Look through the data below for the line with "let mut first_failure = None;", and transcribe it exactly together with each line after it up to and including the line with "let (mut listening, spare)". Give nothing else.

(Beginning of Task data)

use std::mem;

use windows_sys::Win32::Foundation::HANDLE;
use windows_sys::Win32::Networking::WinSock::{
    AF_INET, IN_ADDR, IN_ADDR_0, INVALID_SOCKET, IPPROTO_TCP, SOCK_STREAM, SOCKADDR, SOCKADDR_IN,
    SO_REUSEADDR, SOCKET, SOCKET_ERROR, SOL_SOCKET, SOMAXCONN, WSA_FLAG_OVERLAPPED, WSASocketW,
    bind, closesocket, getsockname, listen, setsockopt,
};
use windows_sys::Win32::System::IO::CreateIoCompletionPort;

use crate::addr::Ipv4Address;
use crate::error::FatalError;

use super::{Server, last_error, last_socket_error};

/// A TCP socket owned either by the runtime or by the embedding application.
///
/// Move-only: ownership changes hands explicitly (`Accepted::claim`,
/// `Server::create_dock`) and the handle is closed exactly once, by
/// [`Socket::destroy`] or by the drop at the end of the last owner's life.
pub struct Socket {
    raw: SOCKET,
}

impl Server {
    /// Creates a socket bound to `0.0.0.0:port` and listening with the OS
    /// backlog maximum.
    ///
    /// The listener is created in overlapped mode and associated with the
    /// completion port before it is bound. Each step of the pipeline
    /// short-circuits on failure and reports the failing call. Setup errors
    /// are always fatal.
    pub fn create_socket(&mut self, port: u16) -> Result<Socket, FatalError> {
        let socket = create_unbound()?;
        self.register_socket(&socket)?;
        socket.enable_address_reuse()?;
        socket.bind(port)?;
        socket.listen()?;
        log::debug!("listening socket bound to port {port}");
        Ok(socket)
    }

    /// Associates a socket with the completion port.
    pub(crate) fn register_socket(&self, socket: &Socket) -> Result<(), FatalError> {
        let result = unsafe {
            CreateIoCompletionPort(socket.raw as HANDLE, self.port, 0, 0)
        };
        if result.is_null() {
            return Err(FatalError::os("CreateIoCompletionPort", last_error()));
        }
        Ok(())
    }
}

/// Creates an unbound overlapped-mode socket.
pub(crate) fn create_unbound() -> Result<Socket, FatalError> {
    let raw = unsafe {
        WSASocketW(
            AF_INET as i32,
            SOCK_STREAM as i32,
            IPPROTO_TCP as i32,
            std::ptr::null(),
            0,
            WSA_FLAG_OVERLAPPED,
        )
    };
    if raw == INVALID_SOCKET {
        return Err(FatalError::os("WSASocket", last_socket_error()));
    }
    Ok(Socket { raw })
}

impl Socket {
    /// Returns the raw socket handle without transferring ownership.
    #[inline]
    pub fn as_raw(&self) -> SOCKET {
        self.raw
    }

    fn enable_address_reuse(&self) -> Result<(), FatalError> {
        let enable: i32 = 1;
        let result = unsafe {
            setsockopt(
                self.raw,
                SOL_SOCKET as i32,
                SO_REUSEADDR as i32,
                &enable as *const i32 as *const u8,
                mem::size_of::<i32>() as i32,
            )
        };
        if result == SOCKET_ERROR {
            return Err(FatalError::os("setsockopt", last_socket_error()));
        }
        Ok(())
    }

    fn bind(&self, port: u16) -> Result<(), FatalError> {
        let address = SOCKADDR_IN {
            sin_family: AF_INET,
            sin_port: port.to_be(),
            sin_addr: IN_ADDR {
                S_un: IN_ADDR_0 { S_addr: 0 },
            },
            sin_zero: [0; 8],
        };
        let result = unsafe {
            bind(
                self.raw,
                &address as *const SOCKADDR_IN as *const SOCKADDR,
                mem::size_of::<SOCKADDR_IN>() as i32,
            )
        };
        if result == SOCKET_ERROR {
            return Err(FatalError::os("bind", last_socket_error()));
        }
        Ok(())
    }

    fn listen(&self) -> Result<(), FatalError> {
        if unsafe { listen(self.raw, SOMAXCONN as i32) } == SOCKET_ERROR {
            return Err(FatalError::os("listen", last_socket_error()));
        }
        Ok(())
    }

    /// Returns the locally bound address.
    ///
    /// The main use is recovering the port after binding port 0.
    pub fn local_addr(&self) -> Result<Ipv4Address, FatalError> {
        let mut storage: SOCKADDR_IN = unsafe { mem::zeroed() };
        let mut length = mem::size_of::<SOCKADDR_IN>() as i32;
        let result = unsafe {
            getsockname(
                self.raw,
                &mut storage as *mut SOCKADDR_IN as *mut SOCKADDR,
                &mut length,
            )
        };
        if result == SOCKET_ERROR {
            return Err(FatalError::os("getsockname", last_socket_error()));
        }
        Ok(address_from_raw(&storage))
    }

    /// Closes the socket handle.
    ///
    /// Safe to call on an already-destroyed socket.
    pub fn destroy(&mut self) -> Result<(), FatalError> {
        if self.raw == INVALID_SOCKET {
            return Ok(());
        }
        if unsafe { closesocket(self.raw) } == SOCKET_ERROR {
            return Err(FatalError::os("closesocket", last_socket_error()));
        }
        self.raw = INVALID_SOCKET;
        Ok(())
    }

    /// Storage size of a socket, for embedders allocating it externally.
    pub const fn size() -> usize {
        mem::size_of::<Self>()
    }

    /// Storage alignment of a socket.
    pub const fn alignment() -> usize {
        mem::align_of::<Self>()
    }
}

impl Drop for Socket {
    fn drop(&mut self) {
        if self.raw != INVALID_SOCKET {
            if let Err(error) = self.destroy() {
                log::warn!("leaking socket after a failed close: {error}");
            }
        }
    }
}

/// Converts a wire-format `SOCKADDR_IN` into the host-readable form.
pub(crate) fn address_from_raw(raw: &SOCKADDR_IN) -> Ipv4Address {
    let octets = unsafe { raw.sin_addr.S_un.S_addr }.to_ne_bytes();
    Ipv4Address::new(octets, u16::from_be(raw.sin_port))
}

(End of Task data)
(Beginning of Task data)

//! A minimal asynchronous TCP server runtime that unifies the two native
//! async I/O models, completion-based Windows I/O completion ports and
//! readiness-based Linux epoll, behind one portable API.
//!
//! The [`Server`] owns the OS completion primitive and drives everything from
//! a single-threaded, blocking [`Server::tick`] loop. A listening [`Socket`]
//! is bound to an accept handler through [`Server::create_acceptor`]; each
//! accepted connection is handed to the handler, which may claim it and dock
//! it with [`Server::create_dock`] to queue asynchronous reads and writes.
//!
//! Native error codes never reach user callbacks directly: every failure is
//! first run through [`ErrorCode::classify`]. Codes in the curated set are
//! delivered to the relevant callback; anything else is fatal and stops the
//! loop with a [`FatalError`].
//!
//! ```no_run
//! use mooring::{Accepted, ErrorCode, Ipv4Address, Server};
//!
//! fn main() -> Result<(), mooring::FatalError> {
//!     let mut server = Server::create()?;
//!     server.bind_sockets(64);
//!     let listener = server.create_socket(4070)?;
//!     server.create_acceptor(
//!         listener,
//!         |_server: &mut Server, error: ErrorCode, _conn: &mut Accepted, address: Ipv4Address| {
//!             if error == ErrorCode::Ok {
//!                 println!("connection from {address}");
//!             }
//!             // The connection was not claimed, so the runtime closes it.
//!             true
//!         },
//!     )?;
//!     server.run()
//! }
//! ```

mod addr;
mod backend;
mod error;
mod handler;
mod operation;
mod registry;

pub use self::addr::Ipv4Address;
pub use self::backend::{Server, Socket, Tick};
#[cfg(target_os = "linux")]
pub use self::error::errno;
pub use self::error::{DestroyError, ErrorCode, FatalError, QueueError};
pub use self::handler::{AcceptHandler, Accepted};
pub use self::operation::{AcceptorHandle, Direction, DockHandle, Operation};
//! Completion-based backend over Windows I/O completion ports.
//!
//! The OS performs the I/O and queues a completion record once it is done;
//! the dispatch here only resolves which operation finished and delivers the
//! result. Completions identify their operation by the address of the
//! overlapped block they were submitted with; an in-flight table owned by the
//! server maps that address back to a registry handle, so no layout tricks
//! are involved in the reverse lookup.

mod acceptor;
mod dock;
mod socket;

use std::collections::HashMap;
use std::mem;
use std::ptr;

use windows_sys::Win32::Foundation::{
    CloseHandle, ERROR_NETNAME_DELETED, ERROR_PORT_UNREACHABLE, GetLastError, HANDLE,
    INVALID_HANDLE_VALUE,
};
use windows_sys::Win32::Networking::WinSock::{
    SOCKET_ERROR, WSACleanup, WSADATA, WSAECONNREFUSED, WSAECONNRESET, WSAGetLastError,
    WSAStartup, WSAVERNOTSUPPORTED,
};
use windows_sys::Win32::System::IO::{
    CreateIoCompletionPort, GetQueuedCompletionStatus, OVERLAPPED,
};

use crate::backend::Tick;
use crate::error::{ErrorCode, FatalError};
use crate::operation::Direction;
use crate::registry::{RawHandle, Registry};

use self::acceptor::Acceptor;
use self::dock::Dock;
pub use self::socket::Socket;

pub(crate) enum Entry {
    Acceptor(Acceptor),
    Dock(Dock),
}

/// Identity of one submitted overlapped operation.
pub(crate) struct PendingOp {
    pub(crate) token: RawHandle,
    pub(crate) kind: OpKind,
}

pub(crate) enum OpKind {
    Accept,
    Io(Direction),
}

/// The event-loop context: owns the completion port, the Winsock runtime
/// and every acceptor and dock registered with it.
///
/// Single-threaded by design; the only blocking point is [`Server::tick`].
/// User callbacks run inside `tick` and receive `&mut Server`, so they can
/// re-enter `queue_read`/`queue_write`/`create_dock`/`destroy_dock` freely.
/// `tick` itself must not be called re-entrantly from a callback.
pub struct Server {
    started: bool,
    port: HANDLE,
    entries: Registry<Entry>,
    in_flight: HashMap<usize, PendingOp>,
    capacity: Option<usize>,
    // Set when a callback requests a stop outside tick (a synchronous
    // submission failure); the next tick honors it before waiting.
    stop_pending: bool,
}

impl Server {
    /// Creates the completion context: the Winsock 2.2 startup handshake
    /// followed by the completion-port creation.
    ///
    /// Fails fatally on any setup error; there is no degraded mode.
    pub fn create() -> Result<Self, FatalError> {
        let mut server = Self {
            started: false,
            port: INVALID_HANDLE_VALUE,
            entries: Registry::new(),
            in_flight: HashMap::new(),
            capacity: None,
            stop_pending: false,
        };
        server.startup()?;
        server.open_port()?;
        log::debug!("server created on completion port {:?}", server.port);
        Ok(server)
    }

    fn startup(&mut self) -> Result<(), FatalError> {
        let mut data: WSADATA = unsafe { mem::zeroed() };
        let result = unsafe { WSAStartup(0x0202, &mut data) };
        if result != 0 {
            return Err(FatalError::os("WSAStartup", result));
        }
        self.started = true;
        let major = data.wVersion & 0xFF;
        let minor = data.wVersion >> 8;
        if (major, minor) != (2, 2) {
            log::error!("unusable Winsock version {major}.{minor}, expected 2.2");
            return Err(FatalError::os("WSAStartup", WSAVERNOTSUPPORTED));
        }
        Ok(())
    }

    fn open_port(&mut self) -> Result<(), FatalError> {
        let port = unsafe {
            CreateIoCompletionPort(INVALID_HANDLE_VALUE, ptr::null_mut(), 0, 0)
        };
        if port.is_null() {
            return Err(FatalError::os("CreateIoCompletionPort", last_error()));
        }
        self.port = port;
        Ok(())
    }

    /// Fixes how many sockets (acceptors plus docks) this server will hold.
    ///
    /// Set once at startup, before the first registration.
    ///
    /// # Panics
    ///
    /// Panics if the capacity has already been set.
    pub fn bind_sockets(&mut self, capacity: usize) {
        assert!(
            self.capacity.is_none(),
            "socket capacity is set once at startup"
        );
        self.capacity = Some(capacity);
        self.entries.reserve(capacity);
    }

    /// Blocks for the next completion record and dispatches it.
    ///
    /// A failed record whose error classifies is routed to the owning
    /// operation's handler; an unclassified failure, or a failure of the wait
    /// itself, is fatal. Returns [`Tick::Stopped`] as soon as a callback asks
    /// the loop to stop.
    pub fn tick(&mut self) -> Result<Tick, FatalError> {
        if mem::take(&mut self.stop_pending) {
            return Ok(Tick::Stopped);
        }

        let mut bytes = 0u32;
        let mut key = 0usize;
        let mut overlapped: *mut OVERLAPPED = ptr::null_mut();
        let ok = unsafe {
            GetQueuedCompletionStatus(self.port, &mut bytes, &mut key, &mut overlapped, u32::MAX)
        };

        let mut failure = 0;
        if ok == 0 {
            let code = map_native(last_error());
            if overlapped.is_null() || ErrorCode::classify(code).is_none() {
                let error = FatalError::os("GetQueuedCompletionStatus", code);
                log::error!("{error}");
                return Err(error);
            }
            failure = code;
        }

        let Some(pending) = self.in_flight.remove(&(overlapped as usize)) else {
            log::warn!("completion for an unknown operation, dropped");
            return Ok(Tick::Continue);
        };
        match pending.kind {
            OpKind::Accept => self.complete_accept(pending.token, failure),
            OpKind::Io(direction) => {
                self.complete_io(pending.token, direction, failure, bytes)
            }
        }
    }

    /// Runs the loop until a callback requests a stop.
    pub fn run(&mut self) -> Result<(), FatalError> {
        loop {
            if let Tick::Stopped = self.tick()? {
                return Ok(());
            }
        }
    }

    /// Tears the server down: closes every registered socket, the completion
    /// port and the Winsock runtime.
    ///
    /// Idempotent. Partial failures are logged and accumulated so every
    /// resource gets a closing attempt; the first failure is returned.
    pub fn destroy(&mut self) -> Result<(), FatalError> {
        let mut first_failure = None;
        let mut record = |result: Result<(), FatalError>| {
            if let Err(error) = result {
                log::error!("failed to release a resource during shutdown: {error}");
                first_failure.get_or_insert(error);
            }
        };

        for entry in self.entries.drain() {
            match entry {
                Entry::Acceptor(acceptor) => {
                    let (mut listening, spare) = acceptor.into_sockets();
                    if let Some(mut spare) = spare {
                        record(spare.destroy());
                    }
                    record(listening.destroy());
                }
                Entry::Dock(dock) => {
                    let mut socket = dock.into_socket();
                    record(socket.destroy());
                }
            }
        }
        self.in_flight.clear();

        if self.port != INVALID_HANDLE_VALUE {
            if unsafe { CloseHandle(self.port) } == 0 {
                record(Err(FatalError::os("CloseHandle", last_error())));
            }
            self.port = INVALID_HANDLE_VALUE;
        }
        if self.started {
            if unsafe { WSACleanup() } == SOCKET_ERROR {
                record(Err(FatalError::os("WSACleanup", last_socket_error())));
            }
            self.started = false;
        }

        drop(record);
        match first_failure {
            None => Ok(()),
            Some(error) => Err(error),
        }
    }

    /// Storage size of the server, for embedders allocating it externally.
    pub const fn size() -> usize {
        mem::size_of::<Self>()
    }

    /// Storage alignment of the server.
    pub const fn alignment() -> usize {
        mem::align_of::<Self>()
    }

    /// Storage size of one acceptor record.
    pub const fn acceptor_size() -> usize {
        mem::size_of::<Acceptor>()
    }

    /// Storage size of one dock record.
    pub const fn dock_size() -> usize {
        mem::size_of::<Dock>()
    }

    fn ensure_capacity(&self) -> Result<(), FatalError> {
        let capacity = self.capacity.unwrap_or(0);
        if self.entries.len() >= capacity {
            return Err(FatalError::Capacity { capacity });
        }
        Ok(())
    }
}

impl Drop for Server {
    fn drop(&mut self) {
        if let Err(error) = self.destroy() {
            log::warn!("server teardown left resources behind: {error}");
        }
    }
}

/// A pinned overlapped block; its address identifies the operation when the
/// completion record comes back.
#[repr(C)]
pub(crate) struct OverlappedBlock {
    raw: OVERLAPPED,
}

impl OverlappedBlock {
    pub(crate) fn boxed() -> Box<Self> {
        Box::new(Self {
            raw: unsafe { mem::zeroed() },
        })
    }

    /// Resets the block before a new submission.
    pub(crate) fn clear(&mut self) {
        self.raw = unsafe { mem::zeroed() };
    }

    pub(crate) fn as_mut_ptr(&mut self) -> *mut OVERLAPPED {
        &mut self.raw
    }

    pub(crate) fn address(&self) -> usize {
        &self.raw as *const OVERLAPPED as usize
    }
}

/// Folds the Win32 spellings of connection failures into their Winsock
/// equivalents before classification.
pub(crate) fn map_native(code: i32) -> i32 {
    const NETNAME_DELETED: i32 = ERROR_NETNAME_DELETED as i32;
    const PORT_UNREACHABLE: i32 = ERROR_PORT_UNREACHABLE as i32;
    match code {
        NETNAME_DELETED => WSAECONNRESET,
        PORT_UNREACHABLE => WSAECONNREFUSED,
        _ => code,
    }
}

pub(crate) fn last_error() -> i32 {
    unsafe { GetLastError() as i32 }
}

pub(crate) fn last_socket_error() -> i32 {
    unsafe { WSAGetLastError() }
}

(End of Task data)

• Response to the exercise
        let mut first_failure = None;
        let mut record = |result: Result<(), FatalError>| {
            if let Err(error) = result {
                log::error!("failed to release a resource during shutdown: {error}");
                first_failure.get_or_insert(error);
            }
        };

        for entry in self.entries.drain() {
            match entry {
                Entry::Acceptor(acceptor) => {
                    let (mut listening, spare) = acceptor.into_sockets();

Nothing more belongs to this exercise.